Il Banco Popolare serra le fila e prova a giocare d’anticipo in vista dell’esame degli attivi bancari condotto dalla Banca centrale europea attraverso l’European Banking Authority. La vera dote dell’operazione di fusione per incorporazione delle controllate Credito Bergamasco e Italease è infatti il rafforzamento patrimoniale che ne deriva. Il Core tier 1 ossia la parte di patrimonio più solida e di maggior qualità (comprende il capitale, le riserve e gli utili non distribuiti), dovrebbe infatti salire di circa lo 0,5% dall’attuale 10,3% a quasi l’11% degli attivi ponderati per il rischio.

Questo mentre le autorità europee si apprestano a passare al setaccio attivi e crediti a rischio delle principali banche del Vecchio Continente in vista del passaggio alla vigilanza unica in capo alla Bce. In gergo tecnico una Asset Quality Review (AQR) a cui potrebbero seguire richieste di rafforzamenti patrimoniali in virtù dei risultati emersi (in pratica Mario Draghi vuole verificare in anticipo che non ci sia troppa polvere nascosta sotto i tappeti degli istituti di cui diventerà il supervisore).
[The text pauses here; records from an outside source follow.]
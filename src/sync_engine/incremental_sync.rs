use std::collections::HashSet;

use sqlx::PgPool;
use uuid::Uuid;

use crate::error::SyncError;
use crate::job_queue::JobQueue;
use crate::models::Connection;
use crate::provider::ProviderClient;
use crate::store::{folders, messages};
use crate::sync_engine::backoff::with_rate_limit_retry;
use crate::token_manager::TokenManager;

const FETCH_BATCH_SIZE: usize = 20;
const DELETE_BATCH_SIZE: usize = 100;
const INTER_BATCH_DELAY_MS: u64 = 500;

#[derive(Debug, Clone)]
pub enum IncrementalSyncOutcome {
    RequiresFullSync,
    Applied {
        new_history_id: String,
        added: usize,
        deleted: usize,
        updated: usize,
    },
}

/// Applies the delta since `start_history_id`. Adds,
/// deletes, and updates are partitioned with precedence add > delete > update
/// so a message touched by more than one history entry is counted exactly once.
///
/// `cancellation` is `Some((queue, job_id))` only when this run is driven by a
/// worker-claimed job; push-notification and synchronous HTTP callers have no
/// job to cancel and pass `None`, which makes every checkpoint below a no-op.
pub async fn run(
    pool: &PgPool,
    client: &dyn ProviderClient,
    token_manager: &TokenManager<'_>,
    connection: &Connection,
    start_history_id: &str,
    cancellation: Option<(&JobQueue, Uuid)>,
) -> Result<IncrementalSyncOutcome, SyncError> {
    let access_token = token_manager.ensure_fresh(connection, client).await?;

    let mut to_add: Vec<String> = Vec::new();
    let mut to_delete: Vec<String> = Vec::new();
    let mut to_update: Vec<String> = Vec::new();
    let mut last_history_id = start_history_id.to_string();
    let mut page_token: Option<String> = None;

    loop {
        if is_cancelled(cancellation).await? {
            return Err(SyncError::JobCancelled);
        }

        let delta = match with_rate_limit_retry(|| {
            client.list_history(&access_token, start_history_id, page_token.as_deref())
        })
        .await
        {
            Ok(delta) => delta,
            Err(SyncError::InvalidHistoryCursor) => return Ok(IncrementalSyncOutcome::RequiresFullSync),
            Err(other) => return Err(other),
        };

        to_add.extend(delta.added);
        to_delete.extend(delta.deleted);
        to_update.extend(delta.updated);
        if let Some(id) = delta.history_id {
            last_history_id = id;
        }
        page_token = delta.next_page_token;
        if page_token.is_none() {
            break;
        }
    }

    let added_set: HashSet<String> = to_add.iter().cloned().collect();
    let to_delete: Vec<String> = to_delete.into_iter().filter(|id| !added_set.contains(id)).collect();
    let deleted_set: HashSet<String> = to_delete.iter().cloned().collect();
    let to_update: Vec<String> = to_update
        .into_iter()
        .filter(|id| !added_set.contains(id) && !deleted_set.contains(id))
        .collect::<HashSet<_>>()
        .into_iter()
        .collect();

    let folder_rows = folders::list_for_connection(pool, connection.id).await?;

    let mut added = 0usize;
    for chunk in to_add.chunks(FETCH_BATCH_SIZE) {
        for message_id in chunk {
            match with_rate_limit_retry(|| client.get_message(&access_token, message_id)).await {
                Ok(parsed) => {
                    let folder = resolve_folder(&folder_rows, &parsed.label_ids);
                    if let Some(folder) = folder {
                        messages::upsert(pool, &connection.user_id, connection.id, folder.id, &parsed).await?;
                        added += 1;
                    }
                }
                Err(e) => {
                    tracing::warn!(message_id, error = %e, "failed to fetch message during incremental sync");
                }
            }
        }
        tokio::time::sleep(std::time::Duration::from_millis(INTER_BATCH_DELAY_MS)).await;
    }

    if is_cancelled(cancellation).await? {
        return Err(SyncError::JobCancelled);
    }

    let mut deleted = 0usize;
    for chunk in to_delete.chunks(DELETE_BATCH_SIZE) {
        deleted += messages::delete_by_provider_ids(pool, connection.id, chunk).await? as usize;
    }

    if is_cancelled(cancellation).await? {
        return Err(SyncError::JobCancelled);
    }

    let mut updated = 0usize;
    for chunk in to_update.chunks(FETCH_BATCH_SIZE) {
        for message_id in chunk {
            match with_rate_limit_retry(|| client.get_message(&access_token, message_id)).await {
                Ok(parsed) => {
                    let folder = resolve_folder(&folder_rows, &parsed.label_ids);
                    if let Some(folder) = folder {
                        messages::upsert(pool, &connection.user_id, connection.id, folder.id, &parsed).await?;
                        updated += 1;
                    }
                }
                Err(e) => {
                    tracing::warn!(message_id, error = %e, "failed to fetch message during incremental update");
                }
            }
        }
        tokio::time::sleep(std::time::Duration::from_millis(INTER_BATCH_DELAY_MS)).await;
    }

    Ok(IncrementalSyncOutcome::Applied {
        new_history_id: last_history_id,
        added,
        deleted,
        updated,
    })
}

async fn is_cancelled(cancellation: Option<(&JobQueue, Uuid)>) -> Result<bool, SyncError> {
    match cancellation {
        Some((queue, job_id)) => queue.is_cancelled(job_id).await,
        None => Ok(false),
    }
}

fn resolve_folder<'a>(
    folder_rows: &'a [crate::models::Folder],
    label_ids: &[String],
) -> Option<&'a crate::models::Folder> {
    for label in label_ids {
        if let Some(folder) = folder_rows.iter().find(|f| &f.provider_folder_id == label) {
            return Some(folder);
        }
    }
    folder_rows.iter().find(|f| f.folder_type == "archive").or_else(|| {
        folder_rows.iter().find(|f| f.folder_type == "inbox")
    })
}
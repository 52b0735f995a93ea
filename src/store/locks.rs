use chrono::Duration;
use sqlx::PgPool;

/// Acquire by insert; a unique-violation means another replica holds it
/// already, which this treats as "skip silently" — mirrors the
/// claim-then-act idiom the job runner uses for sync jobs, but here the
/// conflict itself (not rows_affected) is the signal.
pub async fn try_acquire(pool: &PgPool, id: &str, ttl: Duration) -> Result<bool, sqlx::Error> {
    let ttl_secs = ttl.num_seconds().to_string();
    let result = sqlx::query(
        r#"INSERT INTO sync_locks (id, acquired_at, expires_at)
           VALUES ($1, now(), now() + ($2 || ' seconds')::interval)
           ON CONFLICT (id) DO UPDATE SET
             acquired_at = now(), expires_at = now() + ($2 || ' seconds')::interval
           WHERE sync_locks.expires_at < now()"#,
    )
    .bind(id)
    .bind(ttl_secs)
    .execute(pool)
    .await?;
    Ok(result.rows_affected() == 1)
}

pub async fn release(pool: &PgPool, id: &str) -> Result<(), sqlx::Error> {
    sqlx::query("DELETE FROM sync_locks WHERE id = $1")
        .bind(id)
        .execute(pool)
        .await?;
    Ok(())
}
pub mod backoff;
pub mod full_sync;
pub mod incremental_sync;

pub use incremental_sync::IncrementalSyncOutcome;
Premesso rimangano ancora incertezze sui criteri di valutazione che verranno adottati, alcune simulazioni indicavano in circa 1,3 miliardi il fabbisogno di capitale aggiuntivo del Banco Popolare , di cui circa 460 milioni come conseguenza della revisione degli asset.

L’operazione annunciata è forse insomma un modo per prepararsi a parare il colpo che potrebbe arrivare da Francoforte. Tecnicamente la fusione avverrà conferendo agli azionisti 11,5 titoli del Banco per ogni azione del Credito Bergamasco (di cui Banco Popolare possiede già il 77%). Prima che si avvii lo scambio i soci del Credito Bergamasco riceveranno un dividendo di 0,55 euro per azione. Alla fine un premio di circa l’11% rispetto alle quotazioni della banca bergamasca nel giorno precedente l’annuncio. Per Italease, di fatto già controllata al 100%, i cambiamenti sono più di forma che di sostanza. La Borsa ha molto apprezzato l’operazione spingendo al rialzo il titolo di quasi il 10% nei due giorni seguiti all’annuncio. Dalla fusione dovrebbero infatti derivare semplificazioni organizzative, sinergie di costi (il comunicato non fa alcun riferimento ad esuberi), riduzione degli oneri fiscali e, appunto, un rafforzamento patrimoniale.

Sicuramente opportuno visti i crediti deteriorati (prestiti che non verranno più recuperati o solo in parte dopo lunghi iter giudiziari) che continuano ad aumentare e che rappresentano il vero tallone d’Achille della banca. Nonché il punto già dolente su cui potrebbe battere anche la Bce. L’ultima trimestrale, che pure ha segnato un utile di 165 milioni nei primi 9 mesi del 2013 rispetto alla perdita di 54 milioni dello stesso periodo 2012, ha evidenziato un ulteriore aumento dei crediti ‘malati’. Sofferenze e incagli sono saliti da 11,8 a 13 miliardi, il 14,6% del totale dei prestiti i essere. Il livello di copertura, ossia la parte di perdita sui crediti in sofferenza già assorbita nei bilanci, si ferma al 37% a fronte di valori del 55% per Unicredito a al 61% per Intesa Sanpaolo.

Le sole sofferenze nette valgono il 59% del patrimonio netto della banca (che ammonta a 8,8 miliardi di euro) ben il 10% in più rispetto al 2012. Il gruppo sottolinea di poter contare su un ampia liquidità (18 mld) ma dei 13 miliardi di euro presi in prestito a tassi irrisori dalla Bce nelle due operazioni Ltro non è stato restituito sinora neppure un centesimo. In Borsa il valore della banca si ferma a 2,5 miliardi, meno di un terzo il valore del suo patrimonio, non esattamente un’attesto di fiducia.